(TASK OBJECTIVE):
Copy each line below that has "application".

(SUPPLIED DATA):
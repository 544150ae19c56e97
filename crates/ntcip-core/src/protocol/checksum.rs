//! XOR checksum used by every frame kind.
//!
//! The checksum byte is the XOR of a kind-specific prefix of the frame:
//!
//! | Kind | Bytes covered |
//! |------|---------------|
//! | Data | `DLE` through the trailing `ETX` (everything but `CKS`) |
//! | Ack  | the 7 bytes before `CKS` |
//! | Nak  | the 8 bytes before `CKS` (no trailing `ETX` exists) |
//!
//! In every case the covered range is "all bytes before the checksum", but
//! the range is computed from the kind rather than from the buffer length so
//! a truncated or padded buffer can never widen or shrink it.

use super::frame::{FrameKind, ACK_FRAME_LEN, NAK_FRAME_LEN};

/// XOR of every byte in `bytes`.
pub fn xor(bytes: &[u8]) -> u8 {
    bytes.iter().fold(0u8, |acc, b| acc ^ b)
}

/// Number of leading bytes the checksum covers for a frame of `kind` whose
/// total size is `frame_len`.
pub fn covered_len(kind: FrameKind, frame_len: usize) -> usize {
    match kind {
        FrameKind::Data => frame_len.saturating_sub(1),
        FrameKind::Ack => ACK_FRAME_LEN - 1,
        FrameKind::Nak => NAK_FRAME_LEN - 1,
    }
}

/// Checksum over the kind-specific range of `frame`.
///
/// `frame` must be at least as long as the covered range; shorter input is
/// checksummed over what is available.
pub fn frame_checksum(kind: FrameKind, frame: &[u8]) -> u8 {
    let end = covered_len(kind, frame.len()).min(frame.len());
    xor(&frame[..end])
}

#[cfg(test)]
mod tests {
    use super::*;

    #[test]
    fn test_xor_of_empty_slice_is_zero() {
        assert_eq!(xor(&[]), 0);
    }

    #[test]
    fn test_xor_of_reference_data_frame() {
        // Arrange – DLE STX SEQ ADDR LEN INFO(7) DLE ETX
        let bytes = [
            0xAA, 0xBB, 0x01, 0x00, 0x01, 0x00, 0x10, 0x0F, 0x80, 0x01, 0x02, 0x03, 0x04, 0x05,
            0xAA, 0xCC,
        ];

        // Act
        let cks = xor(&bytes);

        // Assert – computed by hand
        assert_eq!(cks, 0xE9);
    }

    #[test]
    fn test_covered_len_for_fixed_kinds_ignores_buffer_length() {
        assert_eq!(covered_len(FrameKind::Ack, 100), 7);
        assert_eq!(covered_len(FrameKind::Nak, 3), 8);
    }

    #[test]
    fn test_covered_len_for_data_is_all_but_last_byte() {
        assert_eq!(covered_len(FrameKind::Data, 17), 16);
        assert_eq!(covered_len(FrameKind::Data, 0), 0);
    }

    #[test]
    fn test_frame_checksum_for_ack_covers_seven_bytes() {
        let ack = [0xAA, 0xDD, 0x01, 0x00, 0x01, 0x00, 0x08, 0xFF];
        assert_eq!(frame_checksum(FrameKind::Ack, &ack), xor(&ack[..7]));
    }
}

---

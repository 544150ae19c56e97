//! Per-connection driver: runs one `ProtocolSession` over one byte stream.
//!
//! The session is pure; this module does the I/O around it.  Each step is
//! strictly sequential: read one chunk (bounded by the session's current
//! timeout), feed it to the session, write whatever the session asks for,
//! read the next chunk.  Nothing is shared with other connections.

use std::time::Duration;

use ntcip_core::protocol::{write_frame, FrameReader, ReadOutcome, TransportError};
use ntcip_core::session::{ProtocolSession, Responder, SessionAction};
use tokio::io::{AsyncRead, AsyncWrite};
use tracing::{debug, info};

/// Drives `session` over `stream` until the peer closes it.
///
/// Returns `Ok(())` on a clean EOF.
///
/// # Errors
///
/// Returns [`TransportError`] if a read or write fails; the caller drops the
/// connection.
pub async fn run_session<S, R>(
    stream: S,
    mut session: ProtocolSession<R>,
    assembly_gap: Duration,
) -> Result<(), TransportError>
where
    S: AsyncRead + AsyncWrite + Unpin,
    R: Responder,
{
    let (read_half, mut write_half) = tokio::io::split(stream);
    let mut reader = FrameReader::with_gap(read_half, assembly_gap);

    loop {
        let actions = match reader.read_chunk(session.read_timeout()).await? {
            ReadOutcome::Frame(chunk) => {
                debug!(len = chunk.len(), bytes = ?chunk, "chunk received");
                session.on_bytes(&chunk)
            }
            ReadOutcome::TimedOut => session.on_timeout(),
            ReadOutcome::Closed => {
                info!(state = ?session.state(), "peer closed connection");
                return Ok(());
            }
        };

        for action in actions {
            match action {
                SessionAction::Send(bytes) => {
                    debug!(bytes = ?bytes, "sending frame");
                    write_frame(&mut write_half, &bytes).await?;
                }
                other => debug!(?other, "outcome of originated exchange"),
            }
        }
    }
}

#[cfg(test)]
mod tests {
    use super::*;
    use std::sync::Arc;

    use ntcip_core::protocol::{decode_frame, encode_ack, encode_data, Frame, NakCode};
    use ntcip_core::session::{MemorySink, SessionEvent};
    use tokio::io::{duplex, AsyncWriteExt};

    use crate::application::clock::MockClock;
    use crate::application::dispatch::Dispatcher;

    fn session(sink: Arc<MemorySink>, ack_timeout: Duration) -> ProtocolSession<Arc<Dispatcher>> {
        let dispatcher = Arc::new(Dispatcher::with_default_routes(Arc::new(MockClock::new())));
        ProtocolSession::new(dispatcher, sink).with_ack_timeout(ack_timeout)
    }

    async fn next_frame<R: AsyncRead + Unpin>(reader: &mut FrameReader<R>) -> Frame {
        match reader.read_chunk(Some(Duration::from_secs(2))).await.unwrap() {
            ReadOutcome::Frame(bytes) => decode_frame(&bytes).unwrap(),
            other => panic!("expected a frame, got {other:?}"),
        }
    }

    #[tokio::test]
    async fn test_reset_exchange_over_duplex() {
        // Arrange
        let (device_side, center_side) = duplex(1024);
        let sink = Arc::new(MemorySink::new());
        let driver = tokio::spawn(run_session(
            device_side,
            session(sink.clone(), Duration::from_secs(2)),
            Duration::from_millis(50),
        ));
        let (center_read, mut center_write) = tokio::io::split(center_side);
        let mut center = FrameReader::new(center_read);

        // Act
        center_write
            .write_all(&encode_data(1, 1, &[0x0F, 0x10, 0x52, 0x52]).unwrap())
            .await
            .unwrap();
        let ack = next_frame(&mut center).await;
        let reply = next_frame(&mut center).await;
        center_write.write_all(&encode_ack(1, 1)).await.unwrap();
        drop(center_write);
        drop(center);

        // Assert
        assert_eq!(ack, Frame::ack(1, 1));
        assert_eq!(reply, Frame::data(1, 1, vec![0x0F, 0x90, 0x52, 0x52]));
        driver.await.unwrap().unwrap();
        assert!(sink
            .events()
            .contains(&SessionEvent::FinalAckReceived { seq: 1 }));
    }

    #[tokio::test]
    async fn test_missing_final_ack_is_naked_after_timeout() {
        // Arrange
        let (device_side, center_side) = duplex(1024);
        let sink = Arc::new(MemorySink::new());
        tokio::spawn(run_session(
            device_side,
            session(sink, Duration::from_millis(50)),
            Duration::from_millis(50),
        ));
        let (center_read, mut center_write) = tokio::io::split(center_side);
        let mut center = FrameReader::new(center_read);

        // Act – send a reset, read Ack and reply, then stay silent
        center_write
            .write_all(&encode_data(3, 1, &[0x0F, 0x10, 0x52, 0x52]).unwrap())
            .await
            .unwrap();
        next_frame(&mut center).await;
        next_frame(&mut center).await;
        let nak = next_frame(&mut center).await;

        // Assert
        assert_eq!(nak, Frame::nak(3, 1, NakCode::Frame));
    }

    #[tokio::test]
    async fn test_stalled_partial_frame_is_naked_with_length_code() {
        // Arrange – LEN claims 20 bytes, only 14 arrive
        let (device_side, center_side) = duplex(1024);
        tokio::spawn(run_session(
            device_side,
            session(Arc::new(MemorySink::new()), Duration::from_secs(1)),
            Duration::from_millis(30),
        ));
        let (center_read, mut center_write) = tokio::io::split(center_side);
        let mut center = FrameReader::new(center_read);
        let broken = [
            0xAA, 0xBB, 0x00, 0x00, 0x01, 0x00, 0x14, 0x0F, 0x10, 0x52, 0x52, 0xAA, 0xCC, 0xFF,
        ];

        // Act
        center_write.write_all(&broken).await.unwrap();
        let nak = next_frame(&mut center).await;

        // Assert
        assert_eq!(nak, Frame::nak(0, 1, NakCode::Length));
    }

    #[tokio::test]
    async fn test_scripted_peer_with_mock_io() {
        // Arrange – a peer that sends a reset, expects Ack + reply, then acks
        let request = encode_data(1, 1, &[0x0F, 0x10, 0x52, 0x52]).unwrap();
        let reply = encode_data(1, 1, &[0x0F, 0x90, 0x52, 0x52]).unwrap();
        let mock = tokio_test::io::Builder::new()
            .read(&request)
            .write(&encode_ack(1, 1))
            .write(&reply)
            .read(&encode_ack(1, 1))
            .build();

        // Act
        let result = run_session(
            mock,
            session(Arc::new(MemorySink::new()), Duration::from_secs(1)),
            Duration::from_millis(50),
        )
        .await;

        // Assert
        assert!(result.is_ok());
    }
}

...

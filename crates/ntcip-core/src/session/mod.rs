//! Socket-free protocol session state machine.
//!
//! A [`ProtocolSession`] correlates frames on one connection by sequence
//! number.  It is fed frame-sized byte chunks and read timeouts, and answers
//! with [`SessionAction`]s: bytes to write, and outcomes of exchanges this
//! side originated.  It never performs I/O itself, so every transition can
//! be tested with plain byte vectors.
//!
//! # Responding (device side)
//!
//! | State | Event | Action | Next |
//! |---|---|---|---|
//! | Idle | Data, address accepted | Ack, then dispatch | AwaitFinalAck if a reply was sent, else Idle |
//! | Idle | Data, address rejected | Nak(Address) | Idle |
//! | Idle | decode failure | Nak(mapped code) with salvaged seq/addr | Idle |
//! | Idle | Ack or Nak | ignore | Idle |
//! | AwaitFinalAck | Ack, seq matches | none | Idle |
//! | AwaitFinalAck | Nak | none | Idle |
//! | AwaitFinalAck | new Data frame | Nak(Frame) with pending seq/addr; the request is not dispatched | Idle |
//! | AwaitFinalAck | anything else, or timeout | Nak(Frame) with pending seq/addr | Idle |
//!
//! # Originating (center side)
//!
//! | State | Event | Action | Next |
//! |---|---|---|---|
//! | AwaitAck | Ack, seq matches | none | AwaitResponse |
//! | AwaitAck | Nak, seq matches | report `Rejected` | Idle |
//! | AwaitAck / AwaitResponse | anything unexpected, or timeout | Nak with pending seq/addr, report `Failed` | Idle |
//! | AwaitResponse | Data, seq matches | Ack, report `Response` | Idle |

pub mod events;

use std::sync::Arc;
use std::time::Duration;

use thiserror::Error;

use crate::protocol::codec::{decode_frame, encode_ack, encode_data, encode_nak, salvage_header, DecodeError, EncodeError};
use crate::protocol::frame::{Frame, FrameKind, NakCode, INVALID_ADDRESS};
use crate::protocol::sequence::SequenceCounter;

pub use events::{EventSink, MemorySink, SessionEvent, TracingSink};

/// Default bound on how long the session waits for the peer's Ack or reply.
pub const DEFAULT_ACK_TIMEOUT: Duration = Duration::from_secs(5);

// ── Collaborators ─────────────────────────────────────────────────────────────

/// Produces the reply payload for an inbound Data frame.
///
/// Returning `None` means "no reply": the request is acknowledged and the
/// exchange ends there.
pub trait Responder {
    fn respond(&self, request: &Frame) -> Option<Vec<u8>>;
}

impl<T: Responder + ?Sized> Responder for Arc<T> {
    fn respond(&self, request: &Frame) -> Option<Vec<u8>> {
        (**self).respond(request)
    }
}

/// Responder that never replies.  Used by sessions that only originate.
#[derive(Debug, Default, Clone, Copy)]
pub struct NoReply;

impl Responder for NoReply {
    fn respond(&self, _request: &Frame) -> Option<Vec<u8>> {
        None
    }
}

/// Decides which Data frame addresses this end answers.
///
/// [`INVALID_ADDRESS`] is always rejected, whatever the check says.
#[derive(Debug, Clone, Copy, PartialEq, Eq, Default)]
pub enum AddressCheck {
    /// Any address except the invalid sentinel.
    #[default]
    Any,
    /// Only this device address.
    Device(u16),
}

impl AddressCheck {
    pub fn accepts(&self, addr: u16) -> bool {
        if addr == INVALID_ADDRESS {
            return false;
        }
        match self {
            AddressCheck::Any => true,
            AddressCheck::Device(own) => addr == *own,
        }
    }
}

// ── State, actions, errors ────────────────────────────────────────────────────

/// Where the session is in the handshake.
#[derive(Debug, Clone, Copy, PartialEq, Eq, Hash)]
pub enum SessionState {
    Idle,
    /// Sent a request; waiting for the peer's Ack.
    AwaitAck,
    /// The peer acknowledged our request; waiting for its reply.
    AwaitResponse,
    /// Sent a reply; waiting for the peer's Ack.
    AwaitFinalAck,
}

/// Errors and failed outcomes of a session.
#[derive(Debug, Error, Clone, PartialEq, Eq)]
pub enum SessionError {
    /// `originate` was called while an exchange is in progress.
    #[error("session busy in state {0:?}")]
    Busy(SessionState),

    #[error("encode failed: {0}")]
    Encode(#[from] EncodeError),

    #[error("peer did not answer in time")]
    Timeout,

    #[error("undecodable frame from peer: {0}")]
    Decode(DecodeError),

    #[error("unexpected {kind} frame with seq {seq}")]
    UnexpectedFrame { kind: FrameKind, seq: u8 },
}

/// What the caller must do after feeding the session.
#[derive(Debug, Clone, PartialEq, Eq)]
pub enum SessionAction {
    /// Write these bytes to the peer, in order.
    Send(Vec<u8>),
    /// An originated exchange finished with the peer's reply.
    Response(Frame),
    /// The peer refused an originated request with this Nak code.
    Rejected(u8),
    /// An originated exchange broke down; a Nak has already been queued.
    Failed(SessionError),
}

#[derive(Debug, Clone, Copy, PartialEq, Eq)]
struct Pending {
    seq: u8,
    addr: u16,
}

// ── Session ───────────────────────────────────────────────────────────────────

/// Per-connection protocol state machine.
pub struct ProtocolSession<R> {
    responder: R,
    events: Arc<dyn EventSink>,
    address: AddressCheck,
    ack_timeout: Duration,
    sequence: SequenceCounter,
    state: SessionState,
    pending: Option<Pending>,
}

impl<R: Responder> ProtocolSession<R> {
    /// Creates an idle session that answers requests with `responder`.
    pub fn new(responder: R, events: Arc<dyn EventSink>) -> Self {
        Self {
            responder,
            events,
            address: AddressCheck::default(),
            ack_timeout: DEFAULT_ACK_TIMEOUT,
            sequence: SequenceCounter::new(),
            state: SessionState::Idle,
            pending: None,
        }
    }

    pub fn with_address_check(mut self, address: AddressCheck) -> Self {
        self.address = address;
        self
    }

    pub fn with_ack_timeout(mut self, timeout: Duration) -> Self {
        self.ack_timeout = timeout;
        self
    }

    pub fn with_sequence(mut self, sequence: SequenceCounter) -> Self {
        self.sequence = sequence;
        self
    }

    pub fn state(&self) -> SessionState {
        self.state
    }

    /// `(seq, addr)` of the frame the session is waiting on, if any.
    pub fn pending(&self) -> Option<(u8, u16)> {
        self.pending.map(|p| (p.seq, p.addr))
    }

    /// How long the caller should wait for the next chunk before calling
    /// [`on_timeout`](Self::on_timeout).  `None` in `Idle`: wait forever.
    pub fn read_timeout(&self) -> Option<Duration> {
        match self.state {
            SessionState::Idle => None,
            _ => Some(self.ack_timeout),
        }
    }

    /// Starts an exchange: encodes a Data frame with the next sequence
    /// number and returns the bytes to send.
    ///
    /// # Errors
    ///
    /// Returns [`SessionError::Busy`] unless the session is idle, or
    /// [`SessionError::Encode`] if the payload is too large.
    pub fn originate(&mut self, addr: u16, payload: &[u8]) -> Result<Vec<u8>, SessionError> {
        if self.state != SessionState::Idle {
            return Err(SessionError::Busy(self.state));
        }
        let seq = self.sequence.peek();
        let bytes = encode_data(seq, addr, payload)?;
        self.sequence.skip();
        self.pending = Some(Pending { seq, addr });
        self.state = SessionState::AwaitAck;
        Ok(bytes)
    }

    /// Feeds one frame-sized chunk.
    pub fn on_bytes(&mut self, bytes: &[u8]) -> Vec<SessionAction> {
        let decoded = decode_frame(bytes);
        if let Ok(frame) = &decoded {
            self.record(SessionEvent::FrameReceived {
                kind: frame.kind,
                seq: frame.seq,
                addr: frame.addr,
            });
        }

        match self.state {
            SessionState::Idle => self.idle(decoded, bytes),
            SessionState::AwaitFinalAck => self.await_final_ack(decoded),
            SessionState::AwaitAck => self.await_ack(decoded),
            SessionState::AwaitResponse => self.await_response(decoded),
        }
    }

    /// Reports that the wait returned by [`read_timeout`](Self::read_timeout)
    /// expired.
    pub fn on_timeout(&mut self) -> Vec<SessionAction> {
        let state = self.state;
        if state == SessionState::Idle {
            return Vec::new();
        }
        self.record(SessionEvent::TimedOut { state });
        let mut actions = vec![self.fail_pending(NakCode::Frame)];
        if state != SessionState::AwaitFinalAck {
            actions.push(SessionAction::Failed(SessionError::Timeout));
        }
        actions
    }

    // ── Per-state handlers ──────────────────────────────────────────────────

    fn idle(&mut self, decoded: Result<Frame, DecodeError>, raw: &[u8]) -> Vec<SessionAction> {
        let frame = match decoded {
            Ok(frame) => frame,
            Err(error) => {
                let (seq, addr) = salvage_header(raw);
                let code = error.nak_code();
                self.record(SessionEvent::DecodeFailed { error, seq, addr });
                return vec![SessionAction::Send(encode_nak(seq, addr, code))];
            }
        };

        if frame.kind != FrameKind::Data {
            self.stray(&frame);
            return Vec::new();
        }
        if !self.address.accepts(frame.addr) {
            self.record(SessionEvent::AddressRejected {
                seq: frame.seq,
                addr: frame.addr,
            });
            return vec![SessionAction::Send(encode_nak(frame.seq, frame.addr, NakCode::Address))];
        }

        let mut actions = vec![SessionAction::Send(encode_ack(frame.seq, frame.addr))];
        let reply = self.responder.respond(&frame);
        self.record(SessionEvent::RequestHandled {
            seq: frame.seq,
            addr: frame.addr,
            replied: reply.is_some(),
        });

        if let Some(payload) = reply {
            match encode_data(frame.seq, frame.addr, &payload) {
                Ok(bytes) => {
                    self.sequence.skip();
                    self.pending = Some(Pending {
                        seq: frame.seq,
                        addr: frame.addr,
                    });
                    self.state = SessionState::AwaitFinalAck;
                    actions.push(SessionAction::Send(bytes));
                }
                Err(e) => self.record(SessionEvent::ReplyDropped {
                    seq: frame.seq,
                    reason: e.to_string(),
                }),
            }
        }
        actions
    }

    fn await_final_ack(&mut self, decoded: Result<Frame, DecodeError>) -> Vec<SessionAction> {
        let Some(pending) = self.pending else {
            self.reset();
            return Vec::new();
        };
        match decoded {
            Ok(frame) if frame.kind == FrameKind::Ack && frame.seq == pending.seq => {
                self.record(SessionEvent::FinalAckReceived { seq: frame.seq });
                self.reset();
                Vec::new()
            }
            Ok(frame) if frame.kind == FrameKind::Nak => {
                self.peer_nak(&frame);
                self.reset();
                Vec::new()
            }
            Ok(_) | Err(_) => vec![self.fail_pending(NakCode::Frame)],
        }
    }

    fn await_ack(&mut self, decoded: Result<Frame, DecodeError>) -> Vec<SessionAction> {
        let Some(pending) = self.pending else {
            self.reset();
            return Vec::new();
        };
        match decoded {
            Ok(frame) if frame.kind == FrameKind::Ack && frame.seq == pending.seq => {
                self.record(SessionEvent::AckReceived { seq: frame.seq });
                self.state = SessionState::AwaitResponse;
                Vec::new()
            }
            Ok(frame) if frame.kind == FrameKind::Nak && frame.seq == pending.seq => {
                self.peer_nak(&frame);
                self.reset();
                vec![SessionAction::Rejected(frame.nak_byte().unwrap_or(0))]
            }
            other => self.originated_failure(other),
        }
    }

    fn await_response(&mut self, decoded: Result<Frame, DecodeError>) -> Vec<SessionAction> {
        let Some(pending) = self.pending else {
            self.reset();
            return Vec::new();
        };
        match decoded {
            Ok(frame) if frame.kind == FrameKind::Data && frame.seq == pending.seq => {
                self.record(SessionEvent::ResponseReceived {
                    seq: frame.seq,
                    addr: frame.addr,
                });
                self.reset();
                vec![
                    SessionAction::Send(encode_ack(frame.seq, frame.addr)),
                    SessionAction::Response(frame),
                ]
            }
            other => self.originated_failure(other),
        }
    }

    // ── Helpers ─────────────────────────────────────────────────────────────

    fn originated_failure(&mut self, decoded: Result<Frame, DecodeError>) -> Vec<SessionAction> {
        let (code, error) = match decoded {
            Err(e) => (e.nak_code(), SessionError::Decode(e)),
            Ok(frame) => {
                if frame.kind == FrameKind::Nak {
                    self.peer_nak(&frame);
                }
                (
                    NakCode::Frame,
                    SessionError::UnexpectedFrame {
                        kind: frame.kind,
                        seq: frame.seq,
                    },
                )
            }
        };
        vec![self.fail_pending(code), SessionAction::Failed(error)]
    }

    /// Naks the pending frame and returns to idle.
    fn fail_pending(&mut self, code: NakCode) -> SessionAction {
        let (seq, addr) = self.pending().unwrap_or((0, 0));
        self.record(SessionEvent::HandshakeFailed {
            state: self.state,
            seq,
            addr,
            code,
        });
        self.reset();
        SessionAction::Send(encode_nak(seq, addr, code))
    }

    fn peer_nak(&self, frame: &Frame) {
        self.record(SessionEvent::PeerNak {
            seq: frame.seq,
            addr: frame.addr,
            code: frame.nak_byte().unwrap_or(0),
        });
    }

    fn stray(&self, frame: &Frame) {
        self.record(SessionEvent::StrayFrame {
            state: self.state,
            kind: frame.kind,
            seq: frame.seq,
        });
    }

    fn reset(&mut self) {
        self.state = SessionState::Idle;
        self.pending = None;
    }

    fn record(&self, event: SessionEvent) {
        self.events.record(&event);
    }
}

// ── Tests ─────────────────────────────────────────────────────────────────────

(OUTPUT OF THE TASK):
    use crate::application::clock::MockClock;
    use crate::application::dispatch::Dispatcher;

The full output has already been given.